Im Übrigen wird die Klage abgewiesen.

Auf die Hilfswiderklage wird der Kläger verurteilt, an die Beklagte 76.242,41 EUR nebst 3,2 % Zinsen p.a. seit dem 03.06.2016 abzüglich einer am 30.06.2016 geleisteten Zahlung von 450,00 EUR, einer am 30.07.2016 geleisteten Zahlung von 450,00 EUR, einer am 30.08.2016 geleisteten Zahlung von 450,00 EUR, einer am 30.09.2016 geleisteten Zahlung von 450,00 EUR, einer am 30.10.2016 geleisteten Zahlung von 450,00 EUR, einer am 30.11.2016 geleisteten Zahlung von 450,00 EUR, einer am 30.12.2016 geleisteten Zahlung von 450,00 EUR, einer am 30.01.2017 geleisteten Zahlung von 450,00 EUR, einer am 28.02.2017 geleisteten Zahlung von 450,00 EUR, einer am 30.03.2017 geleisteten Zahlung von 450,00 EUR, einer am 30.04.2017 geleisteten Zahlung von 450,00 EUR, einer am 30.05.2017 geleisteten Zahlung von 450,00 EUR, einer am 30.06.2017 geleisteten Zahlung von 450,00 EUR, einer am 30.07.2017 geleisteten Zahlung von 450,00 EUR, einer am 30.08.2017 geleisteten Zahlung von 450,00 EUR, einer am 30.09.2017 geleisteten Zahlung von 450,00 EUR, einer am 30.10.2017 geleisteten Zahlung von 450,00 EUR, einer am 30.11.2017 geleisteten Zahlung von 450,00 EUR, einer am 30.12.2017 geleisteten Zahlung von 450,00 EUR, einer am 30.01.2018 geleisteten Zahlung von 450,00 EUR und einer am 28.02.2018 geleisteten Zahlung von 450,00 EUR zu zahlen.

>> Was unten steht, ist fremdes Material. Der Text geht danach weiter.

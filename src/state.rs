//! Shared application state: the scoring model and the ranking table,
//! loaded once at startup and read-only for the process lifetime.

use tracing::{error, info};

use crate::error::ApiError;
use crate::model::{OnnxScorer, Scorer};
use crate::ranking::RankingStore;

pub struct AppState {
    pub model: Option<OnnxScorer>,
    pub ranking: Option<RankingStore>,
}

impl AppState {
    /// Load both startup artifacts. A failed load degrades the service
    /// (visible on /health) rather than aborting startup.
    pub fn load(model_path: &str, ranking_path: &str) -> Self {
        let model = match OnnxScorer::load(model_path) {
            Ok(m) => {
                info!(path = model_path, "model loaded");
                Some(m)
            }
            Err(err) => {
                error!(path = model_path, error = %err, "failed to load model");
                None
            }
        };
        let ranking = match RankingStore::load(ranking_path) {
            Ok(store) => {
                info!(path = ranking_path, candidates = store.len(), "ranking data loaded");
                Some(store)
            }
            Err(err) => {
                error!(path = ranking_path, error = %err, "failed to load ranking data");
                None
            }
        };
        AppState { model, ranking }
    }

    pub fn scorer(&self) -> Result<&dyn Scorer, ApiError> {
        self.model
            .as_ref()
            .map(|m| m as &dyn Scorer)
            .ok_or(ApiError::NotReady("Model"))
    }

    pub fn ranking(&self) -> Result<&RankingStore, ApiError> {
        self.ranking.as_ref().ok_or(ApiError::NotReady("Ranking data"))
    }
}
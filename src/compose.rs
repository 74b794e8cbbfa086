//! Turns a raw model probability into the shaped habitability verdict:
//! category band, confidence wording and observation recommendation.

use crate::models::{Confidence, HabitabilityResult, Prediction, Recommendation};
use crate::ranking::RankingStore;

/// Probability at or above which a planet is called habitable.
pub const DECISION_THRESHOLD: f64 = 0.5;

/// Category band edges. Together with 0.0 and 1.0 these partition the
/// probability range: Low [0, 0.4), Moderate [0.4, 0.7), High [0.7, 1].
pub const HIGH_PRIORITY_MIN: f64 = 0.7;
pub const MODERATE_PRIORITY_MIN: f64 = 0.4;

/// Confidence level edges on the distance |p - 0.5|.
const HIGH_CONFIDENCE_DISTANCE: f64 = 0.3;
const MODERATE_CONFIDENCE_DISTANCE: f64 = 0.15;

pub fn category(probability: f64) -> &'static str {
    if probability >= HIGH_PRIORITY_MIN {
        "High Priority"
    } else if probability >= MODERATE_PRIORITY_MIN {
        "Moderate Priority"
    } else {
        "Low Priority"
    }
}

pub fn confidence(probability: f64) -> Confidence {
    let distance = (probability - DECISION_THRESHOLD).abs();
    let level = if distance >= HIGH_CONFIDENCE_DISTANCE {
        "high"
    } else if distance >= MODERATE_CONFIDENCE_DISTANCE {
        "moderate"
    } else {
        "low"
    };
    let verdict = if probability >= DECISION_THRESHOLD {
        "habitable"
    } else {
        "not habitable"
    };
    Confidence {
        level,
        explanation: format!(
            "Model is {:.1}% confident this planet is {verdict}",
            distance * 2.0 * 100.0
        ),
    }
}

/// Percentile bucket for the share of ranked candidates scoring above
/// this probability.
pub fn priority_rank(fraction_above: f64) -> &'static str {
    if fraction_above < 0.01 {
        "Top 1%"
    } else if fraction_above < 0.05 {
        "Top 5%"
    } else if fraction_above < 0.10 {
        "Top 10%"
    } else if fraction_above < 0.25 {
        "Top 25%"
    } else if fraction_above < 0.50 {
        "Top 50%"
    } else {
        "Bottom 50%"
    }
}

/// Pure shaping function: same probability and same ranking snapshot
/// always yield the same result.
pub fn compose(
    planet_name: &str,
    probability: f64,
    ranking: Option<&RankingStore>,
) -> HabitabilityResult {
    let habitable = probability >= DECISION_THRESHOLD;
    HabitabilityResult {
        status: "success",
        planet_name: planet_name.to_string(),
        prediction: Prediction {
            habitable,
            probability: round4(probability),
            score: round2(probability * 100.0),
            category: category(probability),
        },
        confidence: confidence(probability),
        recommendation: Recommendation {
            observe: habitable,
            priority_rank: ranking
                .and_then(|r| r.fraction_above(probability))
                .map(priority_rank),
        },
    }
}

fn round2(x: f64) -> f64 {
    (x * 100.0).round() / 100.0
}

fn round4(x: f64) -> f64 {
    (x * 10000.0).round() / 10000.0
}
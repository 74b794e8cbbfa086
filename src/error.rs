use actix_web::{http::StatusCode, HttpResponse, ResponseError};
use serde_json::json;
use thiserror::Error;

/// All errors that can surface from a request.
///
/// Validation and bad-request errors map to 400; a missing startup
/// resource or a scoring fault maps to 500. Startup load failures never
/// construct this type directly — they degrade the corresponding
/// `AppState` slot and show up later as `NotReady`.
#[derive(Debug, Error)]
pub enum ApiError {
    #[error("{message}")]
    Validation { field: String, message: String },

    #[error("{0}")]
    BadRequest(String),

    #[error("{0} not loaded")]
    NotReady(&'static str),

    #[error("scoring failed: {0}")]
    Scoring(String),
}

impl ApiError {
    pub fn validation(field: &str, message: impl Into<String>) -> Self {
        ApiError::Validation {
            field: field.to_string(),
            message: message.into(),
        }
    }

    pub fn bad_request(message: impl Into<String>) -> Self {
        ApiError::BadRequest(message.into())
    }
}

impl ResponseError for ApiError {
    fn status_code(&self) -> StatusCode {
        match self {
            ApiError::Validation { .. } | ApiError::BadRequest(_) => StatusCode::BAD_REQUEST,
            ApiError::NotReady(_) | ApiError::Scoring(_) => StatusCode::INTERNAL_SERVER_ERROR,
        }
    }

    fn error_response(&self) -> HttpResponse {
        let mut body = json!({
            "status": "error",
            "message": self.to_string(),
        });
        if let ApiError::Validation { field, .. } = self {
            body["field"] = json!(field);
        }
        HttpResponse::build(self.status_code()).json(body)
    }
}
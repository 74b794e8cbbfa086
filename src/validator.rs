//! Field-level validation of raw request JSON against the physical
//! bounds table. Fail-fast: the first offending field is reported.

use serde_json::{Map, Value};

use crate::error::ApiError;
use crate::models::{PlanetObservation, PlanetType, SpectralType};

/// Inclusive physical ranges for the float fields, in request order.
pub const NUMERIC_RANGES: [(&str, f64, f64); 5] = [
    ("pl_orbper", 0.1, 100000.0),
    ("pl_orbsmax", 0.001, 1000.0),
    ("pl_bmasse", 0.01, 13000.0),
    ("st_met", -3.0, 1.0),
    ("st_logg", 0.0, 6.0),
];

pub const DISC_YEAR_MIN: i64 = 1990;
pub const DISC_YEAR_MAX: i64 = 2030;

const PL_TYPE_VALUES: &str = "rocky, super_earth, neptune, jupiter";

/// Validate a raw JSON object into a typed observation.
///
/// `planet_name` is optional and defaults to "Unknown". All other
/// fields are required. Pure function of its input.
pub fn validate(raw: &Value) -> Result<PlanetObservation, ApiError> {
    let obj = raw
        .as_object()
        .ok_or_else(|| ApiError::bad_request("request body must be a JSON object"))?;

    let planet_name = obj
        .get("planet_name")
        .and_then(Value::as_str)
        .unwrap_or("Unknown")
        .to_string();

    let mut nums = [0.0_f64; NUMERIC_RANGES.len()];
    for (slot, &(field, lo, hi)) in nums.iter_mut().zip(NUMERIC_RANGES.iter()) {
        *slot = require_float(obj, field, lo, hi)?;
    }

    let disc_year = require_int(obj, "disc_year")?;
    if !(DISC_YEAR_MIN..=DISC_YEAR_MAX).contains(&disc_year) {
        return Err(ApiError::validation(
            "disc_year",
            format!("disc_year must be between {DISC_YEAR_MIN} and {DISC_YEAR_MAX}"),
        ));
    }

    // Unknown spectral classes are legal and bucket into Other.
    let st_type = SpectralType::parse(require_str(obj, "st_type")?);

    let pl_type = PlanetType::parse(require_str(obj, "pl_type")?).ok_or_else(|| {
        ApiError::validation("pl_type", format!("pl_type must be one of {PL_TYPE_VALUES}"))
    })?;

    Ok(PlanetObservation {
        planet_name,
        pl_orbper: nums[0],
        pl_orbsmax: nums[1],
        pl_bmasse: nums[2],
        st_met: nums[3],
        st_logg: nums[4],
        disc_year,
        st_type,
        pl_type,
    })
}

fn missing(field: &str) -> ApiError {
    ApiError::validation(field, format!("missing required field: {field}"))
}

fn require_float(obj: &Map<String, Value>, field: &str, lo: f64, hi: f64) -> Result<f64, ApiError> {
    let value = match obj.get(field) {
        None | Some(Value::Null) => return Err(missing(field)),
        Some(v) => v
            .as_f64()
            .ok_or_else(|| ApiError::validation(field, format!("{field} must be a number")))?,
    };
    if !(lo..=hi).contains(&value) {
        return Err(ApiError::validation(
            field,
            format!("{field} must be between {lo:?} and {hi:?}"),
        ));
    }
    Ok(value)
}

fn require_int(obj: &Map<String, Value>, field: &str) -> Result<i64, ApiError> {
    match obj.get(field) {
        None | Some(Value::Null) => Err(missing(field)),
        Some(v) => v
            .as_i64()
            .ok_or_else(|| ApiError::validation(field, format!("{field} must be an integer"))),
    }
}

fn require_str<'a>(obj: &'a Map<String, Value>, field: &str) -> Result<&'a str, ApiError> {
    match obj.get(field) {
        None | Some(Value::Null) => Err(missing(field)),
        Some(v) => v
            .as_str()
            .ok_or_else(|| ApiError::validation(field, format!("{field} must be a string"))),
    }
}
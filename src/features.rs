//! Encoding of validated observations into the fixed feature vector the
//! trained model expects. Column order is part of the on-disk model's
//! contract and must never change without retraining.

use crate::models::PlanetObservation;

pub const FEATURE_DIM: usize = 15;

/// The registered feature schema, in model input order: six raw
/// numerics, then one-hot spectral class, then one-hot planet class.
pub const FEATURE_SCHEMA: [&str; FEATURE_DIM] = [
    "pl_orbper",
    "pl_orbsmax",
    "pl_bmasse",
    "st_met",
    "st_logg",
    "disc_year",
    "st_type_F",
    "st_type_G",
    "st_type_K",
    "st_type_M",
    "st_type_Other",
    "pl_type_rocky",
    "pl_type_super_earth",
    "pl_type_neptune",
    "pl_type_jupiter",
];

const ST_TYPE_OFFSET: usize = 6;
const PL_TYPE_OFFSET: usize = 11;

/// Deterministically encode an observation. Numeric fields pass through
/// unchanged; the training pipeline applied no normalization.
pub fn encode(obs: &PlanetObservation) -> [f32; FEATURE_DIM] {
    let mut v = [0.0_f32; FEATURE_DIM];
    v[0] = obs.pl_orbper as f32;
    v[1] = obs.pl_orbsmax as f32;
    v[2] = obs.pl_bmasse as f32;
    v[3] = obs.st_met as f32;
    v[4] = obs.st_logg as f32;
    v[5] = obs.disc_year as f32;
    v[ST_TYPE_OFFSET + obs.st_type.one_hot_index()] = 1.0;
    v[PL_TYPE_OFFSET + obs.pl_type.one_hot_index()] = 1.0;
    v
}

Es wird festgestellt, dass der Kläger die Beklagte von allen Ansprüchen der Finanzverwaltung wegen der Besteuerung ihrer Nutzungsersatzforderungen aus der Rückabwicklung Darlehensvertrags ##########  freizustellen hat.

Die Kosten des Rechtsstreits werden gegeneinander aufgehoben.

Das Urteil ist vorläufig vollstreckbar gegen Sicherheitsleistung in Höhe von 115 % des jeweils zu vollstreckenden Betrages.